» **Problem description**: With the string "Duration" as the filter, copy each matching line from the records.

——————

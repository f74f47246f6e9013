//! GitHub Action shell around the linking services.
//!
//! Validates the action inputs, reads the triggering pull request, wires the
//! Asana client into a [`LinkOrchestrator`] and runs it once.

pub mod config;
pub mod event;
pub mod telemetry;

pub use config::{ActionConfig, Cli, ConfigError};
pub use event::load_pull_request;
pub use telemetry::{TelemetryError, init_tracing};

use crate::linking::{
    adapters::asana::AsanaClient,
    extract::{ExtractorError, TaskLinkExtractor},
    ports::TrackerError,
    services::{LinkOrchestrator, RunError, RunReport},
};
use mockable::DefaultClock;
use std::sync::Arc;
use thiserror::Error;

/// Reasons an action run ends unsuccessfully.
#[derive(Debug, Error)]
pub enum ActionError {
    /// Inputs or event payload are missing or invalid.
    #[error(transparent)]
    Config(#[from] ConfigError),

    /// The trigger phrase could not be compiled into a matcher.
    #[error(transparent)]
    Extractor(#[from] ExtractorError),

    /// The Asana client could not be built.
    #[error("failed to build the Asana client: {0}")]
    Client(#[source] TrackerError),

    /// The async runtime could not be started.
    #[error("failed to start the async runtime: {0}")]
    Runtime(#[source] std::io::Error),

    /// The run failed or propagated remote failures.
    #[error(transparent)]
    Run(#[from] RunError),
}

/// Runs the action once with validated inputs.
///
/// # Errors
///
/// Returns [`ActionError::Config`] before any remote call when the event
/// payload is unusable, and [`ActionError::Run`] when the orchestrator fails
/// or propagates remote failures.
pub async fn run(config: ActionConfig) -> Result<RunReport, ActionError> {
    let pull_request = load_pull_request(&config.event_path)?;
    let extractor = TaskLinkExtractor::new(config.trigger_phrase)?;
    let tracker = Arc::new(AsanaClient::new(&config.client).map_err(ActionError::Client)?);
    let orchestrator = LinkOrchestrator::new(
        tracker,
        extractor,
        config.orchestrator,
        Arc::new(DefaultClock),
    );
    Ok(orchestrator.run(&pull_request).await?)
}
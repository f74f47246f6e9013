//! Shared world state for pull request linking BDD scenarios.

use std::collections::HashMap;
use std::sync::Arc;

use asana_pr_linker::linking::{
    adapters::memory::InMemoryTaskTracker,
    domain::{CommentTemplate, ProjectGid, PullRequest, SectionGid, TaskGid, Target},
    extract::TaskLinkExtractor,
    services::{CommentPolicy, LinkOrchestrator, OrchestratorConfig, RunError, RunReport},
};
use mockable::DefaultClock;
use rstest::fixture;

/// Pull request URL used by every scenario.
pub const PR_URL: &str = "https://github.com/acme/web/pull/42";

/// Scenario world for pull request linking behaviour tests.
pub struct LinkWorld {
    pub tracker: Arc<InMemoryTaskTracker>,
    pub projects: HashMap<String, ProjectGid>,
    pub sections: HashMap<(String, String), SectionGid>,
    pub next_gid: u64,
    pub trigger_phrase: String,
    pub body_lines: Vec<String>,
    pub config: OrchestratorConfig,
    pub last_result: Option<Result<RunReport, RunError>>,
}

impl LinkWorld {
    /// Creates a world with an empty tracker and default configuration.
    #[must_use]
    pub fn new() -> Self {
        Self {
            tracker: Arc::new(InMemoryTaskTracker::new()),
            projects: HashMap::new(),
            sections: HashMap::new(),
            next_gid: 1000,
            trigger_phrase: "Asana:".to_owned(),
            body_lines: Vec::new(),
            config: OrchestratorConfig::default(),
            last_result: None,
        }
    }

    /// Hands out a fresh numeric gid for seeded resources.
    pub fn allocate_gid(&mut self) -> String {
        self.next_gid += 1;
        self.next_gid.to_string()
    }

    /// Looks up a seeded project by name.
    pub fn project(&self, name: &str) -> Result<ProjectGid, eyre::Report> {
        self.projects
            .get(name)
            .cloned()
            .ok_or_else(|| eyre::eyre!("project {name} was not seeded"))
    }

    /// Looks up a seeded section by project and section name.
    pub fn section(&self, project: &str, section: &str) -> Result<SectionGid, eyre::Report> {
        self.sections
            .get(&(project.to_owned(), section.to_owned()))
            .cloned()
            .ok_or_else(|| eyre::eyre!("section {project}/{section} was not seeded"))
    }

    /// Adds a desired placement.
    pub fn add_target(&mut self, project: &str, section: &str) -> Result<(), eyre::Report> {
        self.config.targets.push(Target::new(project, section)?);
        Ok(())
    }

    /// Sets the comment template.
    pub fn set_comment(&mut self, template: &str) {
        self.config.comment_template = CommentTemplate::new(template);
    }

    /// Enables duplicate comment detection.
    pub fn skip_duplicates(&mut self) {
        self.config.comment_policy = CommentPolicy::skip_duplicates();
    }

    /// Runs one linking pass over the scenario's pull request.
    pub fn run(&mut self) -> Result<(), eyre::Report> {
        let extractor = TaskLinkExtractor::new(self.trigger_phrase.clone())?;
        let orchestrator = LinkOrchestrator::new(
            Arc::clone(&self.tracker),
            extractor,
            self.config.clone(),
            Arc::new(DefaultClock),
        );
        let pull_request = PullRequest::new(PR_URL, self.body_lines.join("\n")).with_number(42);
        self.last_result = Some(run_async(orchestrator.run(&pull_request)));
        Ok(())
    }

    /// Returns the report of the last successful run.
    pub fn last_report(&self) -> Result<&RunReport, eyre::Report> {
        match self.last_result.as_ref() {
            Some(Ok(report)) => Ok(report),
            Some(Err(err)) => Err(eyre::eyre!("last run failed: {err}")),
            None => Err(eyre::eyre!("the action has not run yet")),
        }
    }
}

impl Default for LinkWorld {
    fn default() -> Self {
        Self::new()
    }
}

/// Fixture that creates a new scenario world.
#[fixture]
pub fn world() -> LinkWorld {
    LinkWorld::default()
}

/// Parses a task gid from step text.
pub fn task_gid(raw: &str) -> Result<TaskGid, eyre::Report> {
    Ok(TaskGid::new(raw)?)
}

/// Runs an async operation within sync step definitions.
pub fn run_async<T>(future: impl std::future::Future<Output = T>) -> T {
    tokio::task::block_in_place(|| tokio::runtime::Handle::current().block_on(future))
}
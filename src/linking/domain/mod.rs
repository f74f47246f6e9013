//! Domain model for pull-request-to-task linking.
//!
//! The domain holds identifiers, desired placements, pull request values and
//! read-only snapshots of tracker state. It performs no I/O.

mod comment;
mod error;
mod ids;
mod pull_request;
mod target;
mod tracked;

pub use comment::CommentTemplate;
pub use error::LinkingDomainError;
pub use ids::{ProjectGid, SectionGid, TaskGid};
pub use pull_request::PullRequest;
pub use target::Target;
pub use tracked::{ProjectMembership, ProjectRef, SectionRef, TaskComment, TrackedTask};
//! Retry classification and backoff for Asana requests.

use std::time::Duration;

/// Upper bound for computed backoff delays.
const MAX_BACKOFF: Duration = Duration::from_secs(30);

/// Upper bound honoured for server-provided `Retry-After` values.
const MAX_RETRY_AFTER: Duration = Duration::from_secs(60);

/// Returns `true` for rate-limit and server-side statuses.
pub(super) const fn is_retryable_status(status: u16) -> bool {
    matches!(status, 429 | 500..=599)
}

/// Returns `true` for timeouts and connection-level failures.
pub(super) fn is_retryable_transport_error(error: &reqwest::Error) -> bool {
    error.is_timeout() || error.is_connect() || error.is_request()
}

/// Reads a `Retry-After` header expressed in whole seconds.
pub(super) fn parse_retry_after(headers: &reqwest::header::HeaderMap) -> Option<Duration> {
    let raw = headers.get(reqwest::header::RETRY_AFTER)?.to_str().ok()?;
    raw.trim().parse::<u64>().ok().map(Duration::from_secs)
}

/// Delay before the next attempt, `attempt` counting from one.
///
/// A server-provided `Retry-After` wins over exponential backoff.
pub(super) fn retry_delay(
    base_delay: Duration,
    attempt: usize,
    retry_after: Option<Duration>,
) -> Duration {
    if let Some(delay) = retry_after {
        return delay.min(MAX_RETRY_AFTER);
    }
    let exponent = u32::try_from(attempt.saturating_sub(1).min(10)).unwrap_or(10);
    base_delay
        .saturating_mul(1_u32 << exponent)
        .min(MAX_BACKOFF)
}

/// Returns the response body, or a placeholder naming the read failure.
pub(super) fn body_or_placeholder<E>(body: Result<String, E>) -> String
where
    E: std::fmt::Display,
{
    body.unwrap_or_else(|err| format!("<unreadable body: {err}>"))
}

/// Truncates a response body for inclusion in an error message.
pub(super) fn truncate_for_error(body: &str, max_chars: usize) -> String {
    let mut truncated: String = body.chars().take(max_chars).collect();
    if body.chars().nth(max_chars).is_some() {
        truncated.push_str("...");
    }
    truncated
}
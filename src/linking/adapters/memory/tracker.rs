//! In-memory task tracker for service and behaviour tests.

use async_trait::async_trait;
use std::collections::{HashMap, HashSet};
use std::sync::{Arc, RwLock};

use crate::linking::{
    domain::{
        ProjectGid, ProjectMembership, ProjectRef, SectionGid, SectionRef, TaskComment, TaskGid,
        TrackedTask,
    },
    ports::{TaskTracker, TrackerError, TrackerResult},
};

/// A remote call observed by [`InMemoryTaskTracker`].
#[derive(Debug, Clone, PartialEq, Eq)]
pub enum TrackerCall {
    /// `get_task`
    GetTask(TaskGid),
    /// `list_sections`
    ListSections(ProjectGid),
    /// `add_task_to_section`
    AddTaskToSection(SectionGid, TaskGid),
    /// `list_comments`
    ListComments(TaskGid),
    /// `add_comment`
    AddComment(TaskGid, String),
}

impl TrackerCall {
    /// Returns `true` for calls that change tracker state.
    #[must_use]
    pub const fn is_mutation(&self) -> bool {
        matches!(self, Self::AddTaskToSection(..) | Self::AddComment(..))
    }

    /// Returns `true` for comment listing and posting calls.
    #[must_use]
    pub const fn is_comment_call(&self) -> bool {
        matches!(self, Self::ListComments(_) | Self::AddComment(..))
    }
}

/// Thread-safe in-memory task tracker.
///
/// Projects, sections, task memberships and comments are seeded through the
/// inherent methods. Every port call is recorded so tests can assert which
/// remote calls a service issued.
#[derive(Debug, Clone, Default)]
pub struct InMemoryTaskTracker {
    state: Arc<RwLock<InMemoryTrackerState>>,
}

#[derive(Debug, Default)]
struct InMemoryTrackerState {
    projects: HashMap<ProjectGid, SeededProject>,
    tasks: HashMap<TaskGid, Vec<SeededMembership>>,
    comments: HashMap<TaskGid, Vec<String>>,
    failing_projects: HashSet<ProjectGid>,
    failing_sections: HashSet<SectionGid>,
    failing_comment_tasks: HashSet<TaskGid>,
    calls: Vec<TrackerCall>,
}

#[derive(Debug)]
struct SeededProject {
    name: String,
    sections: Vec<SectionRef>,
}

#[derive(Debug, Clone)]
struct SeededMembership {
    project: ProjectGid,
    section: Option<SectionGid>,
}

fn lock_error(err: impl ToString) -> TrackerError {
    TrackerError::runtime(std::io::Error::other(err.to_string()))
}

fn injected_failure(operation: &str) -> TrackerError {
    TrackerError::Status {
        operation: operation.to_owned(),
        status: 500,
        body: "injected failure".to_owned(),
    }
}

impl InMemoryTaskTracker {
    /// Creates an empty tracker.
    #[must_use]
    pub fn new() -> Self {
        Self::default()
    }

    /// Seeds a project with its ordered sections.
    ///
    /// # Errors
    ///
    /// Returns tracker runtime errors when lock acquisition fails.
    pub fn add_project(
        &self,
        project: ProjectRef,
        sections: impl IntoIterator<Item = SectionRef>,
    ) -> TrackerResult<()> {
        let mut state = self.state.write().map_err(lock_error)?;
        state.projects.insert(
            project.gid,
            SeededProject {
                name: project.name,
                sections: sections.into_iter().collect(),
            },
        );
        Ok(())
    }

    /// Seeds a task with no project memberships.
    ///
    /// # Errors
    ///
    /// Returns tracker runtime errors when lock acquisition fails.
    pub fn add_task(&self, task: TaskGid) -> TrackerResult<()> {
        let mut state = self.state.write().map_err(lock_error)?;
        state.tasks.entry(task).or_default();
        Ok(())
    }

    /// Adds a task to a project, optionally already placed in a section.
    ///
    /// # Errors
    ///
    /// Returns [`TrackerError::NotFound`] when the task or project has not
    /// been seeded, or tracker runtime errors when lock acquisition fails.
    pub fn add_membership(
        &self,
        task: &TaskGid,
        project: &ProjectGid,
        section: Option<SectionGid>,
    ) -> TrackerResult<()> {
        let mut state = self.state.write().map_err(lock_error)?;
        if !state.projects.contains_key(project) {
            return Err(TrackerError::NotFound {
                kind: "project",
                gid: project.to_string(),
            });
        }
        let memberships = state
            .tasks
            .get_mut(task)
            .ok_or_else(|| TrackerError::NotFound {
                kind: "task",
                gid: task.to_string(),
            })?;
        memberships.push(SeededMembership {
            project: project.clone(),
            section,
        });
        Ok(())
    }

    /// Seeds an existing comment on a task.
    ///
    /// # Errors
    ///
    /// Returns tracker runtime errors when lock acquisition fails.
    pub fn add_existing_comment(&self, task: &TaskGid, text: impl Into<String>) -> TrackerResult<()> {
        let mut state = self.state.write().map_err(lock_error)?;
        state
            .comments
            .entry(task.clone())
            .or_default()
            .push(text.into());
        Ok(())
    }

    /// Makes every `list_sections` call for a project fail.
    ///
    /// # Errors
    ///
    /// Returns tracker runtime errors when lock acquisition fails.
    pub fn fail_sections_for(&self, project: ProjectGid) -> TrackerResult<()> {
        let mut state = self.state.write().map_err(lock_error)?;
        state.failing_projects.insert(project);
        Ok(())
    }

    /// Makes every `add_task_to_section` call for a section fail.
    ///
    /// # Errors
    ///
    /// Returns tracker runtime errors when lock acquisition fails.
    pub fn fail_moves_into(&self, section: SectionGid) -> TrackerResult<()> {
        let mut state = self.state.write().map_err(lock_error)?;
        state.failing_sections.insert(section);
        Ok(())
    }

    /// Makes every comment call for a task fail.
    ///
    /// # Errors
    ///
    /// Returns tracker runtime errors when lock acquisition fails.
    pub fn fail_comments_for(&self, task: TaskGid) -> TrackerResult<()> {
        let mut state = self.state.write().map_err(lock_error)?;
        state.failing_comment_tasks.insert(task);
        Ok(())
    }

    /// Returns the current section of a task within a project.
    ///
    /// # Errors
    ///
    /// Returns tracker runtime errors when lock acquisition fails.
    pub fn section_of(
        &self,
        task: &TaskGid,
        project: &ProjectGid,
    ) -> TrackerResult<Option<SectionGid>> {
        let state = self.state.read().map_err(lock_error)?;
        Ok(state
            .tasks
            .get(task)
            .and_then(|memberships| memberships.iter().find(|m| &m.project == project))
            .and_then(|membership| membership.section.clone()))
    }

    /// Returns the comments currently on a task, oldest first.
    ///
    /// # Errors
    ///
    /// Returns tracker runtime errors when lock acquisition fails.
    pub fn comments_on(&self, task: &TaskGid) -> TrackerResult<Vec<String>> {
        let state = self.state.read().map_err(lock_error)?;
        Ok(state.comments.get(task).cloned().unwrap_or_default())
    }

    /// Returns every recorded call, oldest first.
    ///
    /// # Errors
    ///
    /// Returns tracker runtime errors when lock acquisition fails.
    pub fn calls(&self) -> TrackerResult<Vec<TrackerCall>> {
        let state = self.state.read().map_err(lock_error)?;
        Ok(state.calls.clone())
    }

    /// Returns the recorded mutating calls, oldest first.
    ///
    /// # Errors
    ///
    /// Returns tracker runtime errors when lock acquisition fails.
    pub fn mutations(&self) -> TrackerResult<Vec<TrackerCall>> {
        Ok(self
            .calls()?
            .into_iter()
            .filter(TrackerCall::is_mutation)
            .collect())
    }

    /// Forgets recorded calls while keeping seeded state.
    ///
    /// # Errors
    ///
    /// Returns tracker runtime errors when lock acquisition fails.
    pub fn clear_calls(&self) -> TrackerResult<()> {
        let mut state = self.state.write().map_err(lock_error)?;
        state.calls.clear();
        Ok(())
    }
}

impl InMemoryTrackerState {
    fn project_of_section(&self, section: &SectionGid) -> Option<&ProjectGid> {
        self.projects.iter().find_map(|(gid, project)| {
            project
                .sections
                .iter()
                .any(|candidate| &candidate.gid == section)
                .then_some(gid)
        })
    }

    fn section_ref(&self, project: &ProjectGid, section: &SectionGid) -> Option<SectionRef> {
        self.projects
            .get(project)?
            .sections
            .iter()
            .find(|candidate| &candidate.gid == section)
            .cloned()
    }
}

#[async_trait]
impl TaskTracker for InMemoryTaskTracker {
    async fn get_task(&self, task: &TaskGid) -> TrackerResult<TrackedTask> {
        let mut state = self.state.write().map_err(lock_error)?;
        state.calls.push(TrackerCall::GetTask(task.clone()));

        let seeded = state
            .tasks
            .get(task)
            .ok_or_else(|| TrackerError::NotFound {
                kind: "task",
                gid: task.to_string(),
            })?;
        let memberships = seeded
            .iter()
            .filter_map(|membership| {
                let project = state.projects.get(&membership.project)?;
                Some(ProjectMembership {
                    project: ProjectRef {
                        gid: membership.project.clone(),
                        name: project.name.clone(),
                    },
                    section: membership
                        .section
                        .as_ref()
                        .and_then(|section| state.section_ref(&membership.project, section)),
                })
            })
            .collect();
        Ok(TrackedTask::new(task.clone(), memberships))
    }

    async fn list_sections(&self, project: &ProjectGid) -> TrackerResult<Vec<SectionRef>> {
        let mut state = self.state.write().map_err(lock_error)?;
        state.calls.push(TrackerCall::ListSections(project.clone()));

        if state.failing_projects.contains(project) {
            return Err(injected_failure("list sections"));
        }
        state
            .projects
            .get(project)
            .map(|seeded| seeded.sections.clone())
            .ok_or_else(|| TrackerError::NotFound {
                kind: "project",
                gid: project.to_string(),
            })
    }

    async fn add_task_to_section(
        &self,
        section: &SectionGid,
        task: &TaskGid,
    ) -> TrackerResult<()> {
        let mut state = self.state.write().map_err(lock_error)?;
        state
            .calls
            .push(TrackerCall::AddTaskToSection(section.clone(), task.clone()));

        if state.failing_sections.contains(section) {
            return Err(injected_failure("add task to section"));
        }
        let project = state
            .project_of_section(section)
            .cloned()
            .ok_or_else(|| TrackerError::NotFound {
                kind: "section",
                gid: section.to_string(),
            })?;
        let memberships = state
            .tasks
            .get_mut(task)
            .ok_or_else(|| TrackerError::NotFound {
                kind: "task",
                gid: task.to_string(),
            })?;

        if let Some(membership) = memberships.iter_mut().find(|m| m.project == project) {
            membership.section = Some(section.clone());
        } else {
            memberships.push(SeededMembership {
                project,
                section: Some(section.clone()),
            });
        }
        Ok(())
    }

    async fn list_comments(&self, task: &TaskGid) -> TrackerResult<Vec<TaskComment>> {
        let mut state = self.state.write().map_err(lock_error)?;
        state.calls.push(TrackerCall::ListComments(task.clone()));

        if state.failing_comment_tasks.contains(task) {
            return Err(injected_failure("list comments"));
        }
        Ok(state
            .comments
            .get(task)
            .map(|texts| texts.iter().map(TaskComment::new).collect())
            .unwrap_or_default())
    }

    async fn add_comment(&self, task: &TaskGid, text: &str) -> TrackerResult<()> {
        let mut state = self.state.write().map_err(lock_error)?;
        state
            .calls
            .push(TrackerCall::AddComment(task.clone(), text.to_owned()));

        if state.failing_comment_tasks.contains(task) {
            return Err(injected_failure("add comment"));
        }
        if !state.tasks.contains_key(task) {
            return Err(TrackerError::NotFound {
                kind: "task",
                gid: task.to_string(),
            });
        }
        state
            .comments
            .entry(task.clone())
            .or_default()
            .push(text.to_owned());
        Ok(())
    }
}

——————

» **Answer box**:
use std::time::Duration;
const MAX_BACKOFF: Duration = Duration::from_secs(30);
const MAX_RETRY_AFTER: Duration = Duration::from_secs(60);
pub(super) fn parse_retry_after(headers: &reqwest::header::HeaderMap) -> Option<Duration> {
    raw.trim().parse::<u64>().ok().map(Duration::from_secs)
    base_delay: Duration,
    retry_after: Option<Duration>,
) -> Duration {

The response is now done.